# Anyone take this route?



## birdsridebuses (Jun 12, 2012)

I am trying to see if taking a bus from Columbia, MO to Knoxville, TN is feasible. The route involves getting on and off 3 buses and, of course, doing the same thing on the way back. From what I understand you can take a Megabus from Columbia, MO to St. Louis, another from St. Louis to Memphis, and another from Memphis to Knoxville. Has anyone else taken this route? How long would it take? I know it will be inexpensive, but is it possible (and practical) to line up three buses like this?


----------



## fairviewroad (Jun 15, 2012)

Megabus does not guarantee connections or even, in most cases, provide plausible do-it-yourself connections. So while it's entirely possible to line up

three such segments on your own, you'd have to make sure those connections make sense since Megabus is not seeking your business as a connecting

passenger.

At a quick glance of the schedule, it looks like you'd have to endure a 20-hour layover in St. Louis. And playing around a bit on the Megabus website, it

looks like you'd probably spend at least $50 on such a trip not counting the cost of meals or lodging in STL.
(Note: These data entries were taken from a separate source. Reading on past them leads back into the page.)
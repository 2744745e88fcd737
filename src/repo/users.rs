//! Users: students and instructors

use super::{find, insert, require, save};
use crate::entities::{add_to_set, new_id, Profile, Role, User};
use crate::error::Result;
use crate::query::filter::Filter;
use crate::Database;
use chrono::{Duration, Utc};

const AVATAR_COLOURS: [&str; 3] = ["E6E6FA", "C1E1C1", "F0F8FF"];

/// Fields supplied when registering a user
#[derive(Debug, Clone, Default)]
pub struct NewUser {
    pub username: String,
    pub email: String,
    pub password_hash: String,
    pub first_name: Option<String>,
    pub last_name: Option<String>,
    pub bio: Option<String>,
    pub avatar: Option<String>,
    pub skills: Vec<String>,
}

impl NewUser {
    pub fn new(username: impl Into<String>, email: impl Into<String>, password_hash: impl Into<String>) -> Self {
        Self {
            username: username.into(),
            email: email.into(),
            password_hash: password_hash.into(),
            ..Default::default()
        }
    }

    pub fn named(mut self, first: impl Into<String>, last: impl Into<String>) -> Self {
        self.first_name = Some(first.into());
        self.last_name = Some(last.into());
        self
    }

    pub fn bio(mut self, bio: impl Into<String>) -> Self {
        self.bio = Some(bio.into());
        self
    }

    pub fn skills<S: Into<String>>(mut self, skills: impl IntoIterator<Item = S>) -> Self {
        self.skills = skills.into_iter().map(Into::into).collect();
        self
    }
}

/// Placeholder avatar showing the user's initials
fn placeholder_avatar(new: &NewUser) -> String {
    let initial = |s: &Option<String>| s.as_deref().and_then(|s| s.chars().next());
    let initials: String = [initial(&new.first_name), initial(&new.last_name)]
        .into_iter()
        .flatten()
        .collect();
    let colour = AVATAR_COLOURS[new.username.len() % AVATAR_COLOURS.len()];
    format!("https://placehold.co/100x100/{}/000000?text={}", colour, initials)
}

/// Register a user with the given role.
///
/// A taken email fails with `Conflict`.
pub async fn create(db: &Database, role: Role, new: NewUser) -> Result<User> {
    let now = Utc::now();
    let avatar = new.avatar.clone().unwrap_or_else(|| placeholder_avatar(&new));
    let user = User {
        id: new_id(),
        username: new.username,
        email: new.email,
        password_hash: new.password_hash,
        role,
        first_name: new.first_name,
        last_name: new.last_name,
        profile: Profile {
            bio: new.bio,
            avatar: Some(avatar),
            skills: new.skills,
        },
        is_active: true,
        created_at: now,
        updated_at: now,
    };

    insert(db, &user).await?;
    Ok(user)
}

pub async fn add_student(db: &Database, new: NewUser) -> Result<User> {
    create(db, Role::Student, new).await
}

pub async fn add_instructor(db: &Database, new: NewUser) -> Result<User> {
    create(db, Role::Instructor, new).await
}

pub async fn get(db: &Database, id: &str) -> Result<Option<User>> {
    super::load(db, id).await
}

pub async fn active_students(db: &Database) -> Result<Vec<User>> {
    let filter = Filter::eq("role", Role::Student).and(Filter::eq("is_active", true));
    find(db, &filter).await
}

/// Users created within the last `months` months, counted as 30 days each
pub async fn joined_last_months(db: &Database, months: u32) -> Result<Vec<User>> {
    let since = Utc::now() - Duration::days(i64::from(months) * 30);
    find(db, &Filter::gte("created_at", since)).await
}

/// Partial profile change; unset fields are left alone
#[derive(Debug, Clone, Default)]
pub struct ProfileUpdate {
    pub bio: Option<String>,
    pub avatar: Option<String>,
    /// Merged into the existing skills without duplicates
    pub skills_to_add: Vec<String>,
    pub is_active: Option<bool>,
}

pub async fn update_profile(db: &Database, id: &str, update: ProfileUpdate) -> Result<User> {
    let mut user: User = require(db, id).await?;

    if let Some(bio) = update.bio {
        user.profile.bio = Some(bio);
    }
    if let Some(avatar) = update.avatar {
        user.profile.avatar = Some(avatar);
    }
    add_to_set(&mut user.profile.skills, update.skills_to_add);
    if let Some(active) = update.is_active {
        user.is_active = active;
    }
    user.updated_at = Utc::now();

    save(db, &user, "Update profile of").await?;
    Ok(user)
}

/// Deactivate a user, keeping the record
pub async fn soft_delete(db: &Database, id: &str) -> Result<User> {
    let mut user: User = require(db, id).await?;
    user.is_active = false;
    user.updated_at = Utc::now();
    save(db, &user, "Deactivate").await?;
    Ok(user)
}

/// Look a user up by email address
pub async fn by_email(db: &Database, email: &str) -> Result<Option<User>> {
    Ok(find(db, &Filter::eq("email", email)).await?.into_iter().next())
}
Meanwhile Greyhound will get you from Columbia to Knoxville in 13 hours for an advance purchase of $87.

Megasbus may have its strong points but getting people from one mid-size city to another is not one of them.


----------



## Ozark Southern (Jun 28, 2012)

I have not taken Megabus, but I do know that in Columbia, Megabus comes to the city bus transfer station (ex-Wabash RR). They'll announce the bus over the speakers inside when it comes. One of the better spots for Megabus, IMO. In St. Louis, you'll be dropped off and picked up at Union Station (not Gateway Station where Amtrak and Greyhound are). Again, I haven't actually traveled the route; this information I know from coincidentally having been at those locations while Megabus was loading.


----------